From the entries below, copy exactly the lines from the one that contains "pub const fn title(self)" through the one that contains "the upload step.", both included, and only those.

• **SUPPLIED DATA**:
# # # #

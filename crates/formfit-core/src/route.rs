//! Hash routing between the tool and the static pages.

use serde::{Deserialize, Serialize};
use tracing::debug;

use crate::wizard::{Step, Wizard, WizardError};

#[derive(Debug, Clone, Copy, PartialEq, Eq, Hash, Default, Serialize, Deserialize)]
#[serde(rename_all = "lowercase")]
pub enum Page {
    #[default]
    Home,
    About,
    Contact,
    Privacy,
    Disclaimer,
}

impl Page {
    pub const ALL: [Page; 5] = [
        Page::Home,
        Page::About,
        Page::Contact,
        Page::Privacy,
        Page::Disclaimer,
    ];

    /// Parse `#about`, `about` or an empty hash. Anything unknown is Home.
    pub fn from_hash(hash: &str) -> Self {
        let name = hash.trim().trim_start_matches('#').to_ascii_lowercase();
        Page::ALL
            .into_iter()
            .find(|p| p.name() == name)
            .unwrap_or(Page::Home)
    }

    pub const fn name(self) -> &'static str {
        match self {
            Page::Home => "home",
            Page::About => "about",
            Page::Contact => "contact",
            Page::Privacy => "privacy",
            Page::Disclaimer => "disclaimer",
        }
    }

    /// Document title for the page.
    pub const fn title(self) -> &'static str {
        match self {
            Page::Home => "Pan Card Photo Resizer - Free Online Tool",
            Page::About => "About - Pan Card Photo Resizer",
            Page::Contact => "Contact Us - Pan Card Photo Resizer",
            Page::Privacy => "Privacy Policy - Pan Card Photo Resizer",
            Page::Disclaimer => "Disclaimer - Pan Card Photo Resizer",
        }
    }
}

/// Switch to `page`. Home always starts the tool over at the upload step.
pub fn navigate(page: Page, wizard: &mut Wizard) -> Result<Page, WizardError> {
    debug!(page = page.name(), "navigate");
    if page == Page::Home {
        wizard.go_to(Step::Upload)?;
    }
    Ok(page)
}

#[cfg(test)]
mod tests {
    use super::*;
    use crate::upload::FileInput;

    #[test]
    fn test_from_hash() {
        assert_eq!(Page::from_hash("#contact"), Page::Contact);
        assert_eq!(Page::from_hash("privacy"), Page::Privacy);
        assert_eq!(Page::from_hash("#Disclaimer"), Page::Disclaimer);
        assert_eq!(Page::from_hash(""), Page::Home);
        assert_eq!(Page::from_hash("#pricing"), Page::Home);
    }

    #[test]
    fn test_titles() {
        assert_eq!(Page::Home.title(), "Pan Card Photo Resizer - Free Online Tool");
        assert_eq!(Page::Contact.title(), "Contact Us - Pan Card Photo Resizer");
        assert_eq!(Page::from_hash(Page::About.name()), Page::About);
    }

    #[test]
    fn test_home_restarts_wizard() {
        let mut wizard = Wizard::new();
        wizard
            .select_file(&FileInput::new("scan.pdf", "application/pdf", b"%PDF"))
            .unwrap();

        navigate(Page::About, &mut wizard).unwrap();
        assert_eq!(wizard.step(), Step::Requirement);

        navigate(Page::Home, &mut wizard).unwrap();
        assert_eq!(wizard.step(), Step::Upload);
        assert!(wizard.file().is_none());
    }
}
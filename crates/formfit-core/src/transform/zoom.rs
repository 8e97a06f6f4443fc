//! Zoom factor and the canvas size it implies.

use serde::{Deserialize, Serialize};

use crate::decode::truncate_dimension;

pub const MIN_ZOOM: f64 = 0.1;
pub const MAX_ZOOM: f64 = 5.0;
/// Factor applied by one "zoom in" click.
pub const ZOOM_IN_STEP: f64 = 1.2;
/// Factor applied by one "zoom out" click.
pub const ZOOM_OUT_STEP: f64 = 0.8;
/// A zoomed canvas is drawn at half the source size times the zoom.
const ZOOM_CANVAS_SCALE: f64 = 0.5;

/// Zoom factor, always within [`MIN_ZOOM`, `MAX_ZOOM`].
#[derive(Debug, Clone, Copy, PartialEq, Serialize, Deserialize)]
pub struct Zoom(f64);

impl Default for Zoom {
    fn default() -> Self {
        Zoom(1.0)
    }
}

impl Zoom {
    /// Create a zoom factor, clamped into range. NaN becomes 1.
    pub fn new(factor: f64) -> Self {
        if factor.is_nan() {
            return Self::default();
        }
        Zoom(factor.clamp(MIN_ZOOM, MAX_ZOOM))
    }

    pub fn factor(self) -> f64 {
        self.0
    }

    /// Multiply by `step` and clamp.
    #[must_use]
    pub fn scaled(self, step: f64) -> Self {
        Self::new(self.0 * step)
    }

    #[must_use]
    pub fn zoom_in(self) -> Self {
        self.scaled(ZOOM_IN_STEP)
    }

    #[must_use]
    pub fn zoom_out(self) -> Self {
        self.scaled(ZOOM_OUT_STEP)
    }

    /// Canvas size for a source of `width` x `height` at this zoom.
    pub fn canvas_size(self, width: u32, height: u32) -> (u32, u32) {
        let scale = self.0 * ZOOM_CANVAS_SCALE;
        (
            truncate_dimension(f64::from(width) * scale),
            truncate_dimension(f64::from(height) * scale),
        )
    }
}
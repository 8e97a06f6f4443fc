//! CLI argument definitions for formfit.

use std::path::PathBuf;

use clap::{Args, Parser, Subcommand, ValueEnum};
use clap_verbosity_flag::{Verbosity, WarnLevel};
use formfit_cli::prefs::DEFAULT_PREFS_FILE;
use formfit_core::encode::{OutputFormat, DEFAULT_QUALITY};
use formfit_core::{Category, CropRect, Language};

#[derive(Parser)]
#[command(
    name = "formfit",
    version,
    about = "Resize photos and signatures for PAN card and other form uploads",
    long_about = "Resize photos, signatures and documents to the exact size a form asks for.\n\n\
                  Runs the same upload, requirement and editor steps as the web tool."
)]
pub struct Cli {
    #[command(subcommand)]
    pub command: Command,

    /// Adjust log verbosity (-v for info, -vv for debug, -q for errors only).
    #[command(flatten)]
    pub verbosity: Verbosity<WarnLevel>,

    /// Explicit log level (overrides -v/-q flags).
    #[arg(long = "log-level", value_enum, global = true)]
    pub log_level: Option<LogLevelArg>,

    /// Log output format.
    #[arg(
        long = "log-format",
        value_enum,
        default_value = "pretty",
        global = true
    )]
    pub log_format: LogFormatArg,

    /// Write logs to a file instead of stderr.
    #[arg(long = "log-file", value_name = "PATH", global = true)]
    pub log_file: Option<PathBuf>,

    /// Preference file holding the chosen language.
    #[arg(
        long = "prefs",
        env = "FORMFIT_PREFS",
        value_name = "PATH",
        default_value = DEFAULT_PREFS_FILE,
        global = true
    )]
    pub prefs: PathBuf,
}

#[derive(Subcommand)]
pub enum Command {
    /// List the supported document requirements.
    Requirements(RequirementsArgs),

    /// Resize a photo or signature for a requirement.
    Resize(ResizeArgs),

    /// Show or change the interface language.
    Language(LanguageArgs),

    /// Check a contact form submission.
    ValidateContact(ContactArgs),
}

#[derive(Args)]
pub struct RequirementsArgs {
    /// Only list one tab (photo, signature, document).
    #[arg(long = "tab", value_name = "TAB")]
    pub tab: Option<Category>,
}

#[derive(Args)]
pub struct ResizeArgs {
    /// Image to resize (JPEG or PNG).
    #[arg(value_name = "FILE")]
    pub file: PathBuf,

    /// Requirement id, see `formfit requirements`.
    #[arg(long = "requirement", short = 'r', value_name = "ID")]
    pub requirement: String,

    /// Brightness offset (-100 to 100).
    #[arg(long = "brightness", default_value_t = 0, allow_negative_numbers = true)]
    pub brightness: i32,

    /// Contrast in percent (0 to 200).
    #[arg(long = "contrast", default_value_t = 100)]
    pub contrast: i32,

    /// Number of zoom-in clicks (x1.2 each).
    #[arg(long = "zoom-in", value_name = "N", default_value_t = 0)]
    pub zoom_in: u32,

    /// Number of zoom-out clicks (x0.8 each).
    #[arg(long = "zoom-out", value_name = "N", default_value_t = 0)]
    pub zoom_out: u32,

    /// Crop box as fractions of the image: LEFT,TOP,WIDTH,HEIGHT.
    #[arg(long = "crop", value_name = "L,T,W,H", value_parser = parse_crop)]
    pub crop: Option<CropRect>,

    /// Output format (default: the requirement's format).
    #[arg(long = "format", value_name = "FORMAT")]
    pub format: Option<OutputFormat>,

    /// JPEG quality, 0.0 to 1.0.
    #[arg(long = "quality", default_value_t = DEFAULT_QUALITY)]
    pub quality: f32,

    /// Lower JPEG quality until the file fits the requirement's size limit.
    #[arg(long = "fit-size")]
    pub fit_size: bool,

    /// Directory for the resized file (default: the current directory).
    #[arg(long = "output-dir", value_name = "DIR")]
    pub output_dir: Option<PathBuf>,
}

#[derive(Args)]
pub struct LanguageArgs {
    /// Language to switch to (en, hi). Omit to show the current one.
    #[arg(value_name = "LANG")]
    pub language: Option<Language>,
}

#[derive(Args)]
pub struct ContactArgs {
    #[arg(long = "name", default_value = "")]
    pub name: String,

    #[arg(long = "email", default_value = "")]
    pub email: String,

    #[arg(long = "subject", default_value = "")]
    pub subject: String,

    #[arg(long = "message", default_value = "")]
    pub message: String,
}

/// CLI log level choices.
#[derive(Clone, Copy, ValueEnum)]
pub enum LogLevelArg {
    Error,
    Warn,
    Info,
    Debug,
    Trace,
}

/// CLI log format choices.
#[derive(Clone, Copy, ValueEnum)]
pub enum LogFormatArg {
    Pretty,
    Compact,
    Json,
}

fn parse_crop(value: &str) -> Result<CropRect, String> {
    let parts = value
        .split(',')
        .map(|p| p.trim().parse::<f64>())
        .collect::<Result<Vec<_>, _>>()
        .map_err(|e| format!("invalid crop value: {e}"))?;
    match parts.as_slice() {
        &[left, top, width, height] if parts.iter().all(|v| v.is_finite()) => {
            Ok(CropRect::new(left, top, width, height))
        }
        _ => Err("expected four numbers: LEFT,TOP,WIDTH,HEIGHT".to_string()),
    }
}
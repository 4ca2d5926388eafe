//! GenAI agents.

use async_trait::async_trait;
use serde::{Deserialize, Serialize};
use serde_json::{json, Map, Value};
use tracing::{debug, info};

use crate::client::{extract, Client};
use crate::context::OpContext;
use crate::error::ProviderError;
use crate::lookup::{filter_by_name, NameFilter, Named};
use crate::mapping::{flatten_blocks, normalize_region, string_set};
use crate::pagination::{list_all, ListRequest, LOOKUP_PER_PAGE};
use crate::provider::ProviderMeta;
use crate::resource::{clear_if_not_found, DataSource, Resource};
use crate::resources::set_optional_str;
use crate::schema::{Attribute, AttributeFlags, Block, NestedBlock, Schema, Validator};
use crate::state::ResourceData;

pub(crate) const AGENTS_PATH: &str = "/v2/gen-ai/agents";

const VISIBILITIES: [&str; 2] = ["VISIBILITY_PRIVATE", "VISIBILITY_PUBLIC"];

#[derive(Debug, Clone, Default, PartialEq, Serialize, Deserialize)]
#[serde(default)]
struct Model {
    uuid: String,
    name: String,
}

#[derive(Debug, Clone, Default, PartialEq, Serialize, Deserialize)]
#[serde(default)]
struct Deployment {
    url: String,
    visibility: String,
    status: String,
}

#[derive(Debug, Clone, Default, PartialEq, Serialize, Deserialize)]
#[serde(default)]
struct Agent {
    uuid: String,
    name: String,
    description: String,
    instruction: String,
    model: Model,
    project_id: String,
    region: String,
    tags: Vec<String>,
    k: i64,
    temperature: f64,
    top_p: f64,
    max_tokens: i64,
    deployment: Deployment,
    created_at: String,
    updated_at: String,
}

impl Named for Agent {
    fn name(&self) -> &str {
        &self.name
    }
}

/// Row of the `agents` list data source.
#[derive(Debug, Clone, Default, PartialEq, Serialize, Deserialize)]
struct AgentSummary {
    id: String,
    name: String,
    region: String,
    project_id: String,
    model_uuid: String,
    url: String,
    visibility: String,
}

impl From<&Agent> for AgentSummary {
    fn from(agent: &Agent) -> Self {
        Self {
            id: agent.uuid.clone(),
            name: agent.name.clone(),
            region: normalize_region(&agent.region),
            project_id: agent.project_id.clone(),
            model_uuid: agent.model.uuid.clone(),
            url: agent.deployment.url.clone(),
            visibility: agent.deployment.visibility.clone(),
        }
    }
}

pub(crate) fn agent_path(uuid: &str) -> String {
    format!("{}/{}", AGENTS_PATH, uuid)
}

async fn get_agent(ctx: &OpContext, client: &Client, uuid: &str) -> Result<Agent, ProviderError> {
    let body = client.get(ctx, &agent_path(uuid), &[]).await?;
    extract(&body, "agent")
}

async fn set_visibility(
    ctx: &OpContext,
    client: &Client,
    uuid: &str,
    visibility: &str,
) -> Result<(), ProviderError> {
    debug!(uuid, visibility, "changing agent visibility");
    client
        .put(
            ctx,
            &format!("{}/deployment_visibility", agent_path(uuid)),
            json!({"uuid": uuid, "visibility": visibility}),
        )
        .await
        .map(|_| ())
}

fn set_state(data: &mut ResourceData, agent: &Agent) {
    data.set_id(agent.uuid.as_str());
    data.set("agent_id", agent.uuid.as_str());
    data.set("name", agent.name.as_str());
    set_optional_str(data, "description", &agent.description);
    data.set("instruction", agent.instruction.as_str());
    data.set("model_uuid", agent.model.uuid.as_str());
    data.set("model_name", agent.model.name.as_str());
    data.set("project_id", agent.project_id.as_str());
    data.set("region", normalize_region(&agent.region));
    data.set("tags", string_set(&agent.tags));
    data.set("k", agent.k);
    data.set("temperature", agent.temperature);
    data.set("top_p", agent.top_p);
    data.set("max_tokens", agent.max_tokens);
    data.set("url", agent.deployment.url.as_str());
    set_optional_str(data, "visibility", &agent.deployment.visibility);
    data.set("deployment_status", agent.deployment.status.as_str());
    data.set("created_at", agent.created_at.as_str());
    data.set("updated_at", agent.updated_at.as_str());
}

# # # #

• **OUTPUT OF THE EXERCISE**:
    pub const fn title(self) -> &'static str {
        match self {
            Page::Home => "Pan Card Photo Resizer - Free Online Tool",
            Page::About => "About - Pan Card Photo Resizer",
            Page::Contact => "Contact Us - Pan Card Photo Resizer",
            Page::Privacy => "Privacy Policy - Pan Card Photo Resizer",
            Page::Disclaimer => "Disclaimer - Pan Card Photo Resizer",
        }
    }
}

/// Switch to `page`. Home always starts the tool over at the upload step.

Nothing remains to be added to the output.